I lost a couple raiders to smart missles before they got close enough to drop troops off, but the survivors of those vehicles were in the fight two rounds later, after they disentangled from the wrecks.
The wych army's main strong points against Tau are webways, speed and the fact they can attack out of raiders. In a cityfight game, they are one of the nastiest armies to go against.


----------



## Jeridian (Jan 4, 2007)

The concept of trying to outrange Tau is frankly absurd.

Stay out of range of their mighty 30" Pulse Rifles? Wow, you've neutralised the 6 Fire Warriors you'll see.

Mech Tau (is there any other kind?) is a very tough nut to crack- not only do they benefit from the best Skimmer Tanks which make ground tanks seem like a sick joke, they also get Jump Shoot Jump so are trying to play 2nd Ed.

So staying out of range is impossible, and outshooting them will be difficult.

I propose the opposite- you need to get in as close as possible, fast.
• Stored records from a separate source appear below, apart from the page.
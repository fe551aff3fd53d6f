//! Deterministic cron tag generation for per-tenant schedule staggering.
//!
//! Scheduling every tenant's sync at the same wall-clock time would hammer
//! both the providers and the queue at once. Instead each tenant gets a
//! stable pseudo-random time-of-day derived from its identifier: the sum of
//! the identifier's character codes, reduced modulo 60 for the minute and
//! modulo 24 for the hour. Collisions across tenants are expected and fine.

/// A tenant-specific wall-clock "minute hour" pair.
#[derive(Debug, Clone, Copy, PartialEq, Eq)]
pub struct CronTag {
    pub minute: u32,
    pub hour: u32,
}

impl CronTag {
    /// Render as a five-field daily cron expression.
    pub fn daily_expression(&self) -> String {
        format!("{} {} * * *", self.minute, self.hour)
    }
}

fn char_code_sum(id: &str) -> u32 {
    id.chars().fold(0u32, |acc, c| acc.wrapping_add(c as u32))
}

/// Derive the daily sync time for a tenant. Total and deterministic.
pub fn daily_tag(tenant_id: &str) -> CronTag {
    let sum = char_code_sum(tenant_id);
    CronTag {
        minute: sum % 60,
        hour: sum % 24,
    }
}

/// Derive a minute-only stagger for workloads on a fixed every-6-hours
/// cadence, rendered directly as a cron expression.
pub fn six_hourly_expression(tenant_id: &str) -> String {
    let minute = char_code_sum(tenant_id) % 60;
    format!("{} */6 * * *", minute)
}

#[cfg(test)]
mod tests {
    use super::*;
    use uuid::Uuid;

    #[test]
    fn test_daily_tag_deterministic() {
        let id = "b3b5c2a0-9b3e-4f6e-8f2a-1c9d1e2f3a4b";
        assert_eq!(daily_tag(id), daily_tag(id));
    }

    #[test]
    fn test_daily_tag_in_range() {
        for _ in 0..200 {
            let tag = daily_tag(&Uuid::new_v4().to_string());
            assert!(tag.minute < 60);
            assert!(tag.hour < 24);
        }
    }

    #[test]
    fn test_daily_expression_format() {
        let tag = CronTag { minute: 7, hour: 19 };
        assert_eq!(tag.daily_expression(), "7 19 * * *");
    }

    #[test]
    fn test_six_hourly_expression_format() {
        let expr = six_hourly_expression("tenant-a");
        let minute: u32 = expr.split(' ').next().unwrap().parse().unwrap();
        assert!(minute < 60);
        assert!(expr.ends_with(" */6 * * *"));
    }

    #[test]
    fn test_six_hourly_matches_daily_minute() {
        let id = "3f2c9d8e-1a2b-4c3d-9e8f-7a6b5c4d3e2f";
        let tag = daily_tag(id);
        assert!(six_hourly_expression(id).starts_with(&format!("{} ", tag.minute)));
    }

    #[test]
    fn test_rough_uniformity_over_sample() {
        // Not cryptographic spread: just check a large sample touches most
        // hour buckets and no single bucket dominates.
        let mut hour_counts = [0usize; 24];
        let n = 2000;
        for _ in 0..n {
            let tag = daily_tag(&Uuid::new_v4().to_string());
            hour_counts[tag.hour as usize] += 1;
        }
        let populated = hour_counts.iter().filter(|&&c| c > 0).count();
        assert!(populated >= 20, "only {} hour buckets populated", populated);
        let max = *hour_counts.iter().max().unwrap();
        assert!(max < n / 4, "one hour bucket holds {} of {}", max, n);
    }

    #[test]
    fn test_empty_identifier_is_total() {
        let tag = daily_tag("");
        assert_eq!(tag.minute, 0);
        assert_eq!(tag.hour, 0);
    }
}
//! Shared collaborator bundle for pipeline handlers.

use std::sync::Arc;

use finsync_core::{
    AccountRepository, BankProviderClient, ConnectionRepository, EmbeddingBackend,
    EnrichmentBackend, ExecutionEnvironment, JobQueue, ScheduleRepository,
    TransactionEmbeddingRepository, TransactionRepository,
};

/// Everything a sync stage may need, behind trait objects so tests can
/// swap in in-memory fakes.
#[derive(Clone)]
pub struct SyncContext {
    pub connections: Arc<dyn ConnectionRepository>,
    pub accounts: Arc<dyn AccountRepository>,
    pub transactions: Arc<dyn TransactionRepository>,
    pub embeddings: Arc<dyn TransactionEmbeddingRepository>,
    pub schedules: Arc<dyn ScheduleRepository>,
    pub queue: Arc<dyn JobQueue>,
    pub provider: Arc<dyn BankProviderClient>,
    pub embedder: Arc<dyn EmbeddingBackend>,
    pub enricher: Arc<dyn EnrichmentBackend>,
    /// Sync stages refuse to touch live providers outside production.
    pub environment: ExecutionEnvironment,
}
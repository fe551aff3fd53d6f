//! Execution environment detection.
//!
//! Sync jobs only run for real in production; staging and development
//! deployments share the same queue topology but must never hit live
//! banking providers.

use crate::error::{Error, Result};

/// Deployment environment the pipeline is running in.
#[derive(Debug, Clone, Copy, Default, PartialEq, Eq, serde::Serialize, serde::Deserialize)]
#[serde(rename_all = "lowercase")]
pub enum ExecutionEnvironment {
    Production,
    Staging,
    #[default]
    Development,
}

impl ExecutionEnvironment {
    /// Read from `FINSYNC_ENV` (default: development).
    pub fn from_env() -> Self {
        match std::env::var("FINSYNC_ENV").as_deref() {
            Ok("production") => Self::Production,
            Ok("staging") => Self::Staging,
            _ => Self::Development,
        }
    }

    pub fn is_production(self) -> bool {
        self == Self::Production
    }

    /// Fail-fast guard for handlers that must only run in production.
    pub fn require_production(self) -> Result<()> {
        if self.is_production() {
            Ok(())
        } else {
            Err(Error::Config(format!(
                "sync jobs only run in production (current environment: {:?})",
                self
            )))
        }
    }
}

impl std::fmt::Display for ExecutionEnvironment {
    fn fmt(&self, f: &mut std::fmt::Formatter<'_>) -> std::fmt::Result {
        match self {
            Self::Production => write!(f, "production"),
            Self::Staging => write!(f, "staging"),
            Self::Development => write!(f, "development"),
        }
    }
}

#[cfg(test)]
mod tests {
    use super::*;

    #[test]
    fn test_require_production() {
        assert!(ExecutionEnvironment::Production.require_production().is_ok());
        assert!(ExecutionEnvironment::Staging.require_production().is_err());
        assert!(ExecutionEnvironment::Development
            .require_production()
            .is_err());
    }

    #[test]
    fn test_guard_error_is_config() {
        let err = ExecutionEnvironment::Staging.require_production().unwrap_err();
        assert!(matches!(err, Error::Config(_)));
    }

    #[test]
    fn test_display() {
        assert_eq!(ExecutionEnvironment::Production.to_string(), "production");
    }
}
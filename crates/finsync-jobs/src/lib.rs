//! # finsync-jobs
//!
//! Background bank-sync pipeline for finsync.
//!
//! This crate provides:
//! - The sync job handlers: tenant fan-out, connection orchestration,
//!   per-account sync, transaction embedding, and deferred notification
//! - Per-tenant recurring schedule registration
//! - Async job processing with concurrent workers and per-stage timeouts
//! - Retry logic with configurable limits
//!
//! ## Example
//!
//! ```ignore
//! use std::sync::Arc;
//! use finsync_jobs::{SyncContext, TenantSyncHandler, WorkerBuilder, WorkerConfig};
//! use finsync_db::Database;
//!
//! let db = Database::connect("postgres://...").await?;
//! let queue = Arc::new(db.jobs);
//!
//! // Create worker with handlers
//! let worker = WorkerBuilder::new(queue)
//!     .with_config(WorkerConfig::default().with_poll_interval(1000))
//!     .with_handler(TenantSyncHandler::new(ctx.clone()))
//!     .build()
//!     .await;
//!
//! // Start worker and get handle
//! let handle = worker.start();
//!
//! // Graceful shutdown
//! handle.shutdown().await?;
//! ```

pub mod context;
pub mod embed;
pub mod handler;
pub mod notify;
pub mod scheduler;
pub mod sync_account;
pub mod sync_connection;
pub mod testing;
pub mod upsert;
pub mod worker;

// Re-export core types
pub use finsync_core::*;

// Re-export pipeline types
pub use context::SyncContext;
pub use embed::TransactionEmbedHandler;
pub use handler::{JobContext, JobHandler, JobResult, NoOpHandler};
pub use notify::TransactionNotifyHandler;
pub use scheduler::{SchedulerRegistrar, TenantSyncHandler};
pub use sync_account::AccountSyncHandler;
pub use sync_connection::ConnectionSyncHandler;
pub use upsert::UpsertStage;
pub use worker::{JobWorker, WorkerBuilder, WorkerConfig, WorkerEvent, WorkerHandle};

/// Default maximum retries for failed jobs.
pub const DEFAULT_MAX_RETRIES: i32 = finsync_core::defaults::JOB_MAX_RETRIES;

/// Default polling interval for job processing (milliseconds).
pub const DEFAULT_POLL_INTERVAL_MS: u64 = finsync_core::defaults::JOB_POLL_INTERVAL_MS;
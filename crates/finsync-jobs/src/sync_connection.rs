//! Connection sync orchestrator.
//!
//! One invocation syncs one bank connection: guard the environment,
//! probe the live provider status, fan out one staggered account sync
//! job per eligible account, wait for the children, then run the
//! connection-level health check. The orchestrator is the only writer
//! of connection status.

use std::time::Duration;

use async_trait::async_trait;
use chrono::Utc;
use tokio::time::sleep;
use tracing::{debug, info, instrument, warn};
use uuid::Uuid;

use finsync_core::{
    defaults, AccountSyncPayload, BankConnection, ConnectionStatus, ConnectionSyncPayload, Error,
    JobStatus, JobType, Result,
};

use crate::context::SyncContext;
use crate::handler::{JobContext, JobHandler, JobResult};

/// Orchestrates a full sync cycle for one bank connection.
pub struct ConnectionSyncHandler {
    ctx: SyncContext,
}

impl ConnectionSyncHandler {
    pub fn new(ctx: SyncContext) -> Self {
        Self { ctx }
    }

    #[instrument(
        skip(self, job),
        fields(subsystem = "sync", component = "connection", op = "execute")
    )]
    async fn run(&self, job: &JobContext) -> Result<()> {
        let payload: ConnectionSyncPayload = job.payload_as()?;

        // A payload without a tenant is a configuration error, never a
        // silent skip.
        let tenant_id = payload
            .tenant_id
            .ok_or_else(|| Error::Config("connection sync payload is missing tenant_id".into()))?;

        self.ctx.environment.require_production()?;

        let connection = self.ctx.connections.fetch(payload.connection_id).await?;

        // Probe the live status before touching any account.
        let status = match self.probe(&connection).await? {
            Some(status) => status,
            None => {
                // Probe said the credential is dead. Disconnect and stop;
                // no account work makes sense without access.
                self.ctx.connections.mark_disconnected(connection.id).await?;
                info!(
                    connection_id = %connection.id,
                    tenant_id = %tenant_id,
                    provider = %connection.provider,
                    "Connection disconnected by status probe"
                );
                return Ok(());
            }
        };

        if status == ConnectionStatus::Disconnected {
            self.ctx.connections.mark_disconnected(connection.id).await?;
            info!(
                connection_id = %connection.id,
                tenant_id = %tenant_id,
                "Provider reports connection disconnected"
            );
            return Ok(());
        }

        // The probe succeeded, so restored credentials show up now
        // instead of after the multi-minute fan-out. The post-fan-out
        // health check below still has the last word.
        self.ctx.connections.mark_connected(connection.id).await?;

        let accounts = self
            .ctx
            .accounts
            .list_syncable(connection.id, payload.manual_sync)
            .await?;

        info!(
            connection_id = %connection.id,
            tenant_id = %tenant_id,
            account_count = accounts.len(),
            manual_sync = payload.manual_sync,
            "Fanning out account syncs"
        );

        let stagger = if payload.manual_sync {
            defaults::MANUAL_SYNC_STAGGER_SECS
        } else {
            defaults::BACKGROUND_SYNC_STAGGER_SECS
        };

        let mut child_ids = Vec::with_capacity(accounts.len());
        for (i, account) in accounts.iter().enumerate() {
            let child = AccountSyncPayload {
                connection_id: connection.id,
                account_id: account.id,
                tenant_id,
                provider: connection.provider,
                access_token: connection.access_token.clone(),
                external_id: account.external_id.clone(),
                account_type: account.account_type,
                manual_sync: payload.manual_sync,
            };
            let delay = Duration::from_secs(stagger * i as u64);
            let id = self
                .ctx
                .queue
                .enqueue(
                    JobType::AccountSync,
                    Some(serde_json::to_value(&child)?),
                    0,
                    Some(delay),
                )
                .await?;
            child_ids.push(id);
        }

        self.wait_for_children(&child_ids, stagger).await;

        // Health check runs over every enabled background account, not
        // just the ones this cycle touched. Quarantined accounts still
        // count; their stale errors are exactly the signal.
        let background = self.ctx.accounts.list_background(connection.id).await?;
        let all_failing = !background.is_empty()
            && background
                .iter()
                .all(|a| a.error_retries >= defaults::ESCALATION_THRESHOLD);

        if all_failing {
            self.ctx.connections.mark_disconnected(connection.id).await?;
            warn!(
                connection_id = %connection.id,
                tenant_id = %tenant_id,
                account_count = background.len(),
                "Every account is failing, disconnecting connection"
            );
        } else {
            self.ctx.connections.mark_connected(connection.id).await?;
        }

        Ok(())
    }

    /// Probe the provider. `Ok(None)` means the credential itself is dead
    /// (provider-side disconnect); transient errors propagate for retry.
    async fn probe(&self, connection: &BankConnection) -> Result<Option<ConnectionStatus>> {
        match self
            .ctx
            .provider
            .connection_status(
                &connection.reference_id,
                connection.provider,
                &connection.access_token,
            )
            .await
        {
            Ok(probe) => {
                // Best-effort backfill of static details surfaced by the
                // probe. Failure never aborts the sync.
                for details in &probe.account_details {
                    if let Err(e) = self.ctx.accounts.backfill_details(connection.id, details).await
                    {
                        debug!(
                            connection_id = %connection.id,
                            error = %e,
                            "Account detail backfill failed"
                        );
                    }
                }
                Ok(Some(probe.status))
            }
            Err(e) if e.is_disconnected() => Ok(None),
            Err(e) => Err(e),
        }
    }

    /// Poll the queue until every child reaches a terminal status or the
    /// wait budget runs out. Children past the budget are left to finish
    /// on their own; the health check below still reflects them next
    /// cycle.
    async fn wait_for_children(&self, child_ids: &[Uuid], stagger_secs: u64) {
        if child_ids.is_empty() {
            return;
        }

        let budget = child_wait_budget(child_ids.len(), stagger_secs);
        let deadline = Utc::now() + chrono::Duration::from_std(budget).unwrap_or_default();
        let poll = Duration::from_millis(defaults::CHILD_POLL_INTERVAL_MS);

        loop {
            let mut pending = 0usize;
            for id in child_ids {
                match self.ctx.queue.get(*id).await {
                    Ok(Some(job)) => match job.status {
                        JobStatus::Pending | JobStatus::Running => pending += 1,
                        JobStatus::Completed | JobStatus::Failed | JobStatus::Cancelled => {}
                    },
                    Ok(None) => {}
                    Err(e) => {
                        debug!(job_id = %id, error = %e, "Child status poll failed");
                        pending += 1;
                    }
                }
            }

            if pending == 0 {
                return;
            }
            if Utc::now() >= deadline {
                warn!(
                    pending,
                    total = child_ids.len(),
                    "Gave up waiting on account sync children"
                );
                return;
            }
            sleep(poll).await;
        }
    }
}

/// Budget for waiting on a fan-out: the stagger span (the last child
/// only becomes visible after it) plus one account sync budget, capped
/// so the orchestrator's own invocation timeout never fires mid-wait.
/// A wide fan-out can exceed the cap; leftover children finish on
/// their own and the next cycle picks up their state.
fn child_wait_budget(child_count: usize, stagger_secs: u64) -> Duration {
    let span = stagger_secs * (child_count as u64 - 1);
    let cap = defaults::CONNECTION_SYNC_TIMEOUT_SECS - defaults::CHILD_WAIT_MARGIN_SECS;
    Duration::from_secs((span + defaults::ACCOUNT_SYNC_TIMEOUT_SECS).min(cap))
}

#[async_trait]
impl JobHandler for ConnectionSyncHandler {
    fn job_type(&self) -> JobType {
        JobType::ConnectionSync
    }

    async fn execute(&self, ctx: JobContext) -> JobResult {
        match self.run(&ctx).await {
            Ok(()) => JobResult::Success,
            Err(e) => {
                warn!(error = %e, "Connection sync failed");
                JobResult::from_error(e)
            }
        }
    }
}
Rather than giving them free reign to reposition and manoeuver- close with them forcing them to squirm out of the way.

The average Mech Tau list is:

Shas'el- Fireknife.
Shas'el- Fireknife.

Stealths- 4
Crisis- 2xFireknife. 2xShield drone.
Crisis- 2xFireknife. 2xShield drone.

Fire Warriors- 6x
Kroot- 10x
Kroot- 10x

Railhead
Railhead
Railhead

1500pts

For all my bravado- I have had very little success against Mech Tau.
Basically- Mech Tau>>Space Marines in the Rock/Paper/Scissors department. Just have to learn to accept this and be thankful if you pull out a draw.


----------



## =DAEMON= (Dec 30, 2006)

No, I disagree. Just because _you_ can't beat an army does not make them unbeatable.


----------



## jigplums (Dec 15, 2006)

i dont think anyone said that. Did they?


----------



## Lord Sinkoran (Dec 23, 2006)

My tactic when I play my tau using friend is make him take leadership test because he's really unlucky with leadership, its only him failing Ld tests that make me win like the last time I battled him he shot my combat units to bits but I was able to do enough damage to force a Ld tests which basically won me the game.


----------



## Jeridian (Jan 4, 2007)

But how against the above Mech List?

Railheads are fearless.
Stealths are invisible.
Crisis are hiding.
Shas'o are untargetable.
Kroot are in hard cover and nobody cares if they or the FW run away.



> No, I disagree. Just because you can't beat an army does not make them unbeatable.


I love these statements- so much confidence, yet absolutely no advice or constructive help given, no surprise there.


----------



## Lord Sinkoran (Dec 23, 2006)

Jeridian said:


> But how against the above Mech List?
> 
> Railheads are fearless.
> Stealths are invisible.
> ...


I maybe be becoming blind but I can't see it, what army do you use against the Tau?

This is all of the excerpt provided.